▸ **WHAT THE TASK ASKS**: In the following material, identify every line holding the string "ACCEPTED" and return it.
*** Opening INFORMATION GIVEN ***
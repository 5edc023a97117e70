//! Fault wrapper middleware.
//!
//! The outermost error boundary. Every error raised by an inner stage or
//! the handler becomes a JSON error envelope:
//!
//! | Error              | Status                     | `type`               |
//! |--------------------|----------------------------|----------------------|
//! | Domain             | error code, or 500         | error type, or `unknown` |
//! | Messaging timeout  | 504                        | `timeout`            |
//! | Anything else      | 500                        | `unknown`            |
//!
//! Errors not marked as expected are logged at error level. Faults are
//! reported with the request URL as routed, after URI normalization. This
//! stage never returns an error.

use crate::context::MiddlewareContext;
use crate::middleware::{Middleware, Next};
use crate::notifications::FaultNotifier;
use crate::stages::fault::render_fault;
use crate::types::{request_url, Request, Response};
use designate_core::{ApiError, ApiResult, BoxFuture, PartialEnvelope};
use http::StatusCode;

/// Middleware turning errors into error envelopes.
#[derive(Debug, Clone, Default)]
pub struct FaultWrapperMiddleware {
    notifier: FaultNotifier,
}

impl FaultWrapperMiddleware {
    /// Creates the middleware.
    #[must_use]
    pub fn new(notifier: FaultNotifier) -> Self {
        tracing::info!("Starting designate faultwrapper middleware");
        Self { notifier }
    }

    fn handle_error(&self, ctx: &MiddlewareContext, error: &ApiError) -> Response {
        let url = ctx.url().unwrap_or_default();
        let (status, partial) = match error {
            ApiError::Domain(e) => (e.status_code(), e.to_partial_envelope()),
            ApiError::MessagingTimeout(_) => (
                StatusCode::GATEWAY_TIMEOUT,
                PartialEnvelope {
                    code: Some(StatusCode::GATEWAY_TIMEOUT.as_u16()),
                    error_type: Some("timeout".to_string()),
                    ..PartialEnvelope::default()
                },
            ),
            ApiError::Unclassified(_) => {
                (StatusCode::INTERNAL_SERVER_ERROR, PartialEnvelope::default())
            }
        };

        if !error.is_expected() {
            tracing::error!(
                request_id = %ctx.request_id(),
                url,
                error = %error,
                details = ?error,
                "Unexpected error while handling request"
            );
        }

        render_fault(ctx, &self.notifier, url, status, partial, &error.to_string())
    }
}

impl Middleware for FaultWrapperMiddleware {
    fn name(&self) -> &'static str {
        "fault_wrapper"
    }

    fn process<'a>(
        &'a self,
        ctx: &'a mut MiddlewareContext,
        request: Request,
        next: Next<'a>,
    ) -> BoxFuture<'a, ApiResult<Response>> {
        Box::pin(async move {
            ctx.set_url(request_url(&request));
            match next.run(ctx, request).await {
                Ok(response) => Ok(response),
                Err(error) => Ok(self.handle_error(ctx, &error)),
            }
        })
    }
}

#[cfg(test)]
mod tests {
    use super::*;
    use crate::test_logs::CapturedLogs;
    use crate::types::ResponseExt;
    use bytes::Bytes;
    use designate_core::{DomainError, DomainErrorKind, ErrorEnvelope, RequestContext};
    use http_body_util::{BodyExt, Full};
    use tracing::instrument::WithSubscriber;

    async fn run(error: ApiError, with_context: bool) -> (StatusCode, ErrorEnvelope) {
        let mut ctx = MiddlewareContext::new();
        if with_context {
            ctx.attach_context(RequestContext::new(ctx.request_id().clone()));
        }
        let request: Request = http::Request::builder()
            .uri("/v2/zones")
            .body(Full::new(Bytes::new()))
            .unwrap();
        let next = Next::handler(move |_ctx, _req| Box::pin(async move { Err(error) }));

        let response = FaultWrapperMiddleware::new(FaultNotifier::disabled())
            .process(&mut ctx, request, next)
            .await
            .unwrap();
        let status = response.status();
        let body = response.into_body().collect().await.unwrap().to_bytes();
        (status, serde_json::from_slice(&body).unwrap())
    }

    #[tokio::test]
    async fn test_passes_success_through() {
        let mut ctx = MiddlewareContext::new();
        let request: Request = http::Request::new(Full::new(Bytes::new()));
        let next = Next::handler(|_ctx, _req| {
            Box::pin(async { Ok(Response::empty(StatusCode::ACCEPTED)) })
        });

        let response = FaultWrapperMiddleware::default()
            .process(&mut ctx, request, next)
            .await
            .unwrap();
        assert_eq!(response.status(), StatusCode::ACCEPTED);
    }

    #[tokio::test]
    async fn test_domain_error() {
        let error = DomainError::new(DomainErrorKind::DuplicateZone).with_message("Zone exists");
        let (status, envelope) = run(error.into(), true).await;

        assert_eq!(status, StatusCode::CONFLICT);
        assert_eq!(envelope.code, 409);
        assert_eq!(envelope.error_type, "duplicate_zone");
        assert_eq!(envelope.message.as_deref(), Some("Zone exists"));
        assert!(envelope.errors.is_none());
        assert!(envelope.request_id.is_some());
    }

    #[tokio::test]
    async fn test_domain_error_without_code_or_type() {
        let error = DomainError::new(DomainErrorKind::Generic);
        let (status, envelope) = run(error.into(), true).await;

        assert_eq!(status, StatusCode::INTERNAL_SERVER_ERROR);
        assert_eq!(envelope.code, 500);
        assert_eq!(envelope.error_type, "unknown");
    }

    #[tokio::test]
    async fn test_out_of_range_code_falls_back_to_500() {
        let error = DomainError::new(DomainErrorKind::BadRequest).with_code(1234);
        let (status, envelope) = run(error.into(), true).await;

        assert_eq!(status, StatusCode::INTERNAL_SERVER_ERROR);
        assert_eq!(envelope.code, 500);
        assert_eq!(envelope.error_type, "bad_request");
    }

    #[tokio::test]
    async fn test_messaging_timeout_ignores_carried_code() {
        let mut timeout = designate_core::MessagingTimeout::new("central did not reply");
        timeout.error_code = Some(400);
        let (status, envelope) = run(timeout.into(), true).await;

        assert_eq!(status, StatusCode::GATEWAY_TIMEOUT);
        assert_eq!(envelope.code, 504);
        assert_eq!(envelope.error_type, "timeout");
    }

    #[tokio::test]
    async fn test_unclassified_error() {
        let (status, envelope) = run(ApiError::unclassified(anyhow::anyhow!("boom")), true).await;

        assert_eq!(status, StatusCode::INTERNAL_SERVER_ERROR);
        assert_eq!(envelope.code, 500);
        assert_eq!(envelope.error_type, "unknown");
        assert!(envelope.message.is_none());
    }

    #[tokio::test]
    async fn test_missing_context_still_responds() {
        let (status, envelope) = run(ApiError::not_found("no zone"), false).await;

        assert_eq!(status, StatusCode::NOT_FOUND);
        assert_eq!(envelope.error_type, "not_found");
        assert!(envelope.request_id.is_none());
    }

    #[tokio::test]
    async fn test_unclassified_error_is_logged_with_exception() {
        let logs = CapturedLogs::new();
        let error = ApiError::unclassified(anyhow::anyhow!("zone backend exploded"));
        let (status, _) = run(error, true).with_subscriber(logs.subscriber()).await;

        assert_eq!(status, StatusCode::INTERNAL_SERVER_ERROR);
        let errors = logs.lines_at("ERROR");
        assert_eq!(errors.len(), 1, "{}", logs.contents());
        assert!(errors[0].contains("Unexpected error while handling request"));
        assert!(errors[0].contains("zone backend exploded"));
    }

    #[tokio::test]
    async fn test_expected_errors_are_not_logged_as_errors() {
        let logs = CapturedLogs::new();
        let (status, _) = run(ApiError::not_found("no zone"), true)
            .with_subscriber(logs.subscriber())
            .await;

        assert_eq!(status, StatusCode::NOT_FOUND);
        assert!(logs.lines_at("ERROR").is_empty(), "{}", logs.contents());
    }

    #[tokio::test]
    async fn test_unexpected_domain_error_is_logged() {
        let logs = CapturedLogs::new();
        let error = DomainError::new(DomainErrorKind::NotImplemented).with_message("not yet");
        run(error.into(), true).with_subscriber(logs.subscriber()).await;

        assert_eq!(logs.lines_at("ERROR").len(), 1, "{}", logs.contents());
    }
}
*** Closing INFORMATION GIVEN ***
▸ **RESPONSE TO THE EXERCISE**:
            Box::pin(async { Ok(Response::empty(StatusCode::ACCEPTED)) })
        assert_eq!(response.status(), StatusCode::ACCEPTED);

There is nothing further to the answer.